═════ Supplied data ═════
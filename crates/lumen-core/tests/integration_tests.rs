//! Integration tests for Lumen Core

use lumen_core::source::classify;
use lumen_core::testing::{FakeEngineFactory, FakeMediaSink, FakeSurface, MediaEvent};
use lumen_core::{
    Capabilities, ChannelItem, ControlsState, Episode, KeyValueStore, ManualScheduler, MemoryStore,
    PlayableItem, PlayerConfig, PlayerObserver, PlayerParts, PlayerSession, PreferenceStore,
    PreferenceUpdate, ProgressUpdate, SourceKind, SubtitlePreference, SubtitleTrack, TextTrackMode,
    VideoItem, WatchHistory,
};
use std::cell::RefCell;
use std::rc::Rc;
use std::time::Duration;

// =============================================================================
// Harness
// =============================================================================

struct Harness {
    scheduler: ManualScheduler,
    sink: FakeMediaSink,
    engines: FakeEngineFactory,
    store: Rc<MemoryStore>,
    session: PlayerSession,
}

impl Harness {
    fn new() -> Self {
        Self::with_observer(Box::new(lumen_core::NoopObserver))
    }

    fn with_observer(observer: Box<dyn PlayerObserver>) -> Self {
        let scheduler = ManualScheduler::new();
        let sink = FakeMediaSink::new();
        let engines = FakeEngineFactory::new().with_heights(&[480, 720]);
        let store = Rc::new(MemoryStore::new());
        let parts = PlayerParts {
            sink: Box::new(sink.clone()),
            engines: Box::new(engines.clone()),
            surface: Box::new(FakeSurface::new()),
            probe: Box::new(Capabilities::all()),
            scheduler: Rc::new(scheduler.clone()),
            store: store.clone(),
        };
        let session = PlayerSession::new(PlayerConfig::default(), parts, observer)
            .expect("default config is valid");
        Self {
            scheduler,
            sink,
            engines,
            store,
            session,
        }
    }

    fn advance(&mut self, ms: u64) {
        for fired in self.scheduler.advance(Duration::from_millis(ms)) {
            self.session.handle_timer(fired);
        }
    }
}

fn channels() -> Vec<ChannelItem> {
    vec![
        ChannelItem::new("news", "News 24", "https://tv.example.com/news/index.m3u8"),
        ChannelItem::new("sports", "Sports HD", "http://10.0.0.5:8000/live/sports.ts"),
        ChannelItem::new("music", "Music", "https://tv.example.com/music/playlist.m3u8?token=x"),
    ]
}

fn movie_with_subtitles() -> PlayableItem {
    VideoItem::movie("m1", "Neon Horizon", "https://cdn.example.com/neon.mp4")
        .with_subtitles(vec![
            SubtitleTrack::new("English", "https://cdn.example.com/neon.en.vtt", "en"),
            SubtitleTrack::new("Bangla", "https://cdn.example.com/neon.bn.vtt", "bn"),
        ])
        .into()
}

fn series() -> VideoItem {
    let episodes = (1..=3)
        .map(|n| Episode {
            id: format!("e{n}"),
            title: format!("Episode {n}"),
            description: String::new(),
            source_url: format!("https://cdn.example.com/cyber/e{n}.mp4"),
            subtitles: Vec::new(),
        })
        .collect();
    VideoItem::series("s1", "Cyber Chronicles", episodes)
}

// =============================================================================
// Source Resolution
// =============================================================================

#[test]
fn test_iframe_always_embed() {
    for raw in [
        r#"<iframe src="https://www.youtube.com/embed/a"></iframe>"#,
        r#"<IFRAME src="https://x.example.com/live.m3u8"></IFRAME>"#,
        "<iframe></iframe>",
    ] {
        assert_eq!(classify(raw, false, None).kind(), SourceKind::Embed, "{raw}");
    }
}

#[test]
fn test_m3u8_always_adaptive() {
    for raw in [
        "https://cdn.example.com/a.m3u8",
        "https://cdn.example.com/a.m3u8?token=1",
        "https://cdn.example.com/path.m3u8/segment",
    ] {
        assert_eq!(classify(raw, false, None).kind(), SourceKind::AdaptiveStream, "{raw}");
    }
}

#[test]
fn test_plain_files_native() {
    for raw in [
        "https://cdn.example.com/movie.mp4",
        "https://cdn.example.com/movie.webm",
        "file:///media/clip.mov",
    ] {
        assert_eq!(classify(raw, false, None).kind(), SourceKind::NativeFile, "{raw}");
    }
}

// =============================================================================
// Channel Switching
// =============================================================================

#[test]
fn test_next_channel_reresolves_and_clears_first() {
    let mut h = Harness::new();
    h.session.set_channels(channels());
    h.session.mount(channels()[0].clone().into(), 0.0);
    h.sink.clear_events();

    assert!(h.session.handle_key("ArrowUp"));
    assert_eq!(h.session.item().map(|i| i.id()), Some("sports"));
    assert_eq!(
        h.session.controller().source().map(|s| s.kind()),
        Some(SourceKind::AdaptiveStream)
    );
    assert_eq!(
        h.engines.loaded().last().map(String::as_str),
        Some("http://10.0.0.5:8000/live/sports.ts")
    );
    assert_eq!(h.sink.events().first(), Some(&MediaEvent::Clear));
}

#[test]
fn test_channel_wraparound() {
    let mut h = Harness::new();
    h.session.set_channels(channels());

    h.session.mount(channels()[2].clone().into(), 0.0);
    assert!(h.session.advance());
    assert_eq!(h.session.item().map(|i| i.id()), Some("news"));

    assert!(h.session.retreat());
    assert_eq!(h.session.item().map(|i| i.id()), Some("music"));
}

#[test]
fn test_rapid_switches_keep_one_session() {
    let mut h = Harness::new();
    h.session.set_channels(channels());
    h.session.mount(channels()[0].clone().into(), 0.0);
    for _ in 0..10 {
        h.session.handle_key("ChannelUp");
        h.session.handle_key("PageDown");
        h.session.handle_key("ArrowUp");
    }
    assert_eq!(h.engines.attached(), 1);
    assert_eq!(h.engines.max_attached(), 1);
}

#[test]
fn test_channel_keys_ignored_on_vod() {
    let mut h = Harness::new();
    h.session.set_channels(channels());
    h.session.mount(movie_with_subtitles(), 0.0);
    assert!(!h.session.handle_key("ArrowUp"));
    assert_eq!(h.session.item().map(|i| i.id()), Some("m1"));
}

// =============================================================================
// Transport
// =============================================================================

#[test]
fn test_live_seek_is_noop() {
    let mut h = Harness::new();
    h.session.mount(channels()[0].clone().into(), 0.0);
    let before = h.session.playback_state().clone();
    h.session.seek_to(75.0);
    h.session.skip_forward();
    h.session.skip_back();
    assert_eq!(h.session.playback_state(), &before);
}

#[test]
fn test_volume_zero_mutes_and_unmute_restores() {
    let mut h = Harness::new();
    h.session.mount(movie_with_subtitles(), 0.0);
    h.session.set_volume(0.0);
    assert!(h.session.playback_state().is_muted);

    h.session.toggle_mute();
    assert!(!h.session.playback_state().is_muted);
    assert!(h.session.playback_state().volume > 0.0);
}

#[test]
fn test_subtitle_selection_scenario() {
    let mut h = Harness::new();
    h.session.mount(movie_with_subtitles(), 0.0);

    h.session.select_subtitle(Some(1)).unwrap();
    assert_eq!(
        h.sink.track_modes(),
        vec![TextTrackMode::Hidden, TextTrackMode::Showing]
    );

    h.session.select_subtitle(None).unwrap();
    assert_eq!(
        h.sink.track_modes(),
        vec![TextTrackMode::Hidden, TextTrackMode::Hidden]
    );

    let prefs = PreferenceStore::new(h.store.clone(), "lumen").load();
    assert_eq!(prefs.subtitle_language, SubtitlePreference::Off);
}

// =============================================================================
// Control Visibility
// =============================================================================

#[test]
fn test_idle_hide_never_while_paused() {
    let mut h = Harness::new();
    h.session.mount(movie_with_subtitles(), 0.0);
    h.session.pause();
    for _ in 0..10 {
        h.advance(5_000);
        assert_eq!(h.session.controls().state(), ControlsState::Visible);
    }
}

#[test]
fn test_idle_hide_resets_on_activity() {
    let mut h = Harness::new();
    h.session.mount(movie_with_subtitles(), 0.0);
    h.advance(2_000);
    h.session.pointer_activity();
    h.advance(2_000);
    assert_eq!(h.session.controls().state(), ControlsState::Visible);
    h.advance(1_000);
    assert_eq!(h.session.controls().state(), ControlsState::Hidden);
}

// =============================================================================
// Series
// =============================================================================

#[test]
fn test_next_episode_offer_and_advance() {
    let mut h = Harness::new();
    h.session.mount(series().into(), 0.0);
    assert!(!h.session.next_episode_available());
    h.advance(5_000);
    assert!(h.session.next_episode_available());

    assert!(h.session.advance());
    assert_eq!(
        h.session.item().map(|i| i.title()),
        Some("Cyber Chronicles: Episode 2")
    );
    assert!(!h.session.next_episode_available());
    assert_eq!(h.sink.source().as_deref(), Some("https://cdn.example.com/cyber/e2.mp4"));
}

#[test]
fn test_last_episode_has_no_next() {
    let mut h = Harness::new();
    let show = series();
    let last = show.on_episode(&show.episodes[2]);
    h.session.mount(last.into(), 0.0);
    h.advance(10_000);
    assert!(!h.session.next_episode_available());
    assert!(!h.session.advance());
}

// =============================================================================
// Preferences and History
// =============================================================================

#[test]
fn test_preference_round_trip_and_corruption() {
    let store = Rc::new(MemoryStore::new());
    let prefs = PreferenceStore::new(store.clone(), "lumen");
    prefs.save(PreferenceUpdate {
        playback_rate: Some(1.5),
        subtitle_language: Some(SubtitlePreference::Language("bn".into())),
    });
    let record = prefs.load();
    assert_eq!(record.playback_rate, 1.5);
    assert_eq!(record.subtitle_language, SubtitlePreference::Language("bn".into()));

    store.set("lumen.preferences", "\u{0}garbage").unwrap();
    let record = prefs.load();
    assert_eq!(record.playback_rate, 1.0);
    assert_eq!(record.subtitle_language, SubtitlePreference::Off);
}

#[test]
fn test_history_receives_progress_through_observer() {
    let store = Rc::new(MemoryStore::new());
    let history = WatchHistory::new(store, "lumen");
    let mut h = Harness::with_observer(Box::new(history.clone()));

    let movie = movie_with_subtitles();
    h.session.mount(movie.clone(), 0.0);
    h.sink.set_duration(400.0);
    h.sink.set_position(100.0);
    h.session.on_time_update();

    assert_eq!(history.resume_position(&movie), 100.0);
    assert_eq!(history.continue_watching().len(), 1);
}

#[derive(Default)]
struct Recorder {
    progress: RefCell<Vec<ProgressUpdate>>,
    closes: RefCell<usize>,
}

impl PlayerObserver for Recorder {
    fn on_progress(&self, _item: &PlayableItem, progress: &ProgressUpdate) {
        self.progress.borrow_mut().push(*progress);
    }

    fn on_close(&self) {
        *self.closes.borrow_mut() += 1;
    }
}

#[test]
fn test_unknown_duration_reports_nothing() {
    let recorder = Rc::new(Recorder::default());
    let mut h = Harness::with_observer(Box::new(recorder.clone()));
    h.session.mount(channels()[0].clone().into(), 0.0);
    h.sink.set_duration(f64::INFINITY);
    h.sink.set_position(12.0);
    h.session.on_time_update();
    assert!(recorder.progress.borrow().is_empty());
}

// =============================================================================
// Downloads and Close
// =============================================================================

#[test]
fn test_download_completes_and_persists() {
    let mut h = Harness::new();
    h.session.mount(movie_with_subtitles(), 0.0);
    assert!(h.session.start_download());
    assert!(!h.session.start_download());

    h.advance(5_000);
    assert!(h.session.downloads().is_downloaded("m1"));
    assert!(h.store.get("lumen.downloads").is_some());
}

#[test]
fn test_close_cancels_everything() {
    let recorder = Rc::new(Recorder::default());
    let mut h = Harness::with_observer(Box::new(recorder.clone()));
    h.session.set_channels(channels());
    h.session.mount(series().into(), 0.0);
    h.session.start_download();

    h.session.close();
    assert!(h.scheduler.pending().is_empty());
    assert_eq!(h.engines.attached(), 0);
    h.advance(60_000);
    h.session.close();
    assert_eq!(*recorder.closes.borrow(), 1);
    assert!(!h.session.downloads().is_downloaded("s1"));
}
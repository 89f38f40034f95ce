//! Headless player walkthrough
//!
//! Drives a player session with the in-memory fakes and virtual time:
//! channel surfing with the banner, then a series with skip intro and
//! the next-episode prompt.
//!
//! Run with: cargo run -p lumen-core --example channel_surf

use lumen_core::testing::{FakeEngineFactory, FakeMediaSink, FakeSurface};
use lumen_core::{
    Capabilities, ChannelItem, Episode, ManualScheduler, MemoryStore, PlayableItem, PlayerConfig,
    PlayerObserver, PlayerParts, PlayerSession, ProgressUpdate, StreamType, VideoItem,
};
use std::rc::Rc;
use std::time::Duration;

struct Printer;

impl PlayerObserver for Printer {
    fn on_item_changed(&self, item: &PlayableItem) {
        println!("  -> now playing: {}", item.title());
    }

    fn on_progress(&self, _item: &PlayableItem, progress: &ProgressUpdate) {
        println!("  progress {:.1}%", progress.percent);
    }

    fn on_unavailable(&self, item: &PlayableItem, reason: &str) {
        println!("  !! {} unavailable: {}", item.title(), reason);
    }
}

fn episode(n: u32) -> Episode {
    Episode {
        id: format!("s1e{n}"),
        title: format!("Episode {n}"),
        description: String::new(),
        source_url: format!("https://cdn.example.com/shows/orbit/s1e{n}.mp4"),
        subtitles: Vec::new(),
    }
}

fn main() -> lumen_core::Result<()> {
    lumen_core::init();

    println!("Lumen Core - Headless Player Example");
    println!("====================================\n");

    let scheduler = ManualScheduler::new();
    let sink = FakeMediaSink::new();
    let parts = PlayerParts {
        sink: Box::new(sink.clone()),
        engines: Box::new(FakeEngineFactory::new().with_heights(&[360, 720, 1080])),
        surface: Box::new(FakeSurface::new()),
        probe: Box::new(Capabilities::all()),
        scheduler: Rc::new(scheduler.clone()),
        store: Rc::new(MemoryStore::new()),
    };
    let mut player = PlayerSession::new(PlayerConfig::default(), parts, Box::new(Printer))?;

    let tick = |player: &mut PlayerSession, ms: u64| {
        scheduler.advance_with(Duration::from_millis(ms), |fired| player.handle_timer(fired));
    };

    // Live TV
    println!("Channels:");
    let channels = vec![
        ChannelItem::new("news", "News 24", "https://tv.example.com/news/index.m3u8"),
        ChannelItem::new("film", "Film Four", "https://tv.example.com/film/stream.mp4"),
        ChannelItem::new(
            "music",
            "Music Live",
            r#"<iframe src="https://www.youtube.com/embed/live123" allowfullscreen></iframe>"#,
        )
        .with_stream_type(StreamType::Youtube),
    ];
    player.set_channels(channels.clone());
    let plan = player.mount(channels[0].clone().into(), 0.0);
    println!("  plan: {plan:?}");
    println!("  banner visible: {}", player.osd_visible());

    for key in ["ArrowUp", "ArrowUp", "ArrowUp", "PageDown"] {
        player.handle_key(key);
        println!("  [{key}] plan: {:?}", player.controller().plan());
    }
    tick(&mut player, 4_000);
    println!("  banner visible after 4s: {}", player.osd_visible());
    println!("  engine levels: {:?}", player.quality_levels().len());

    // Series
    println!("\nSeries:");
    let show = VideoItem::series("orbit", "Orbit", (1..=3).map(episode).collect());
    player.mount(show.into(), 0.0);
    sink.set_duration(1_800.0);

    sink.set_position(30.0);
    player.on_time_update();
    println!("  skip intro offered at 30s: {}", player.skip_intro_available());
    player.skip_intro();
    println!("  position after skip: {:.0}s", player.controller().position());

    tick(&mut player, 5_000);
    println!("  next episode offered: {}", player.next_episode_available());
    player.advance();

    tick(&mut player, 3_000);
    println!("  controls visible after 3s idle: {}", player.controls().is_visible());

    player.close();
    println!("\nClosed: {}", player.is_closed());
    Ok(())
}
═════
*Exercise*
Quote the data above from the line containing "tick(&mut player, 4_000);" to the line containing "player.on_time_update();", inclusive, and stop.

*Result of this task*
    tick(&mut player, 4_000);
    println!("  banner visible after 4s: {}", player.osd_visible());
    println!("  engine levels: {:?}", player.quality_levels().len());

    // Series
    println!("\nSeries:");
    let show = VideoItem::series("orbit", "Orbit", (1..=3).map(episode).collect());
    player.mount(show.into(), 0.0);
    sink.set_duration(1_800.0);

    sink.set_position(30.0);
    player.on_time_update();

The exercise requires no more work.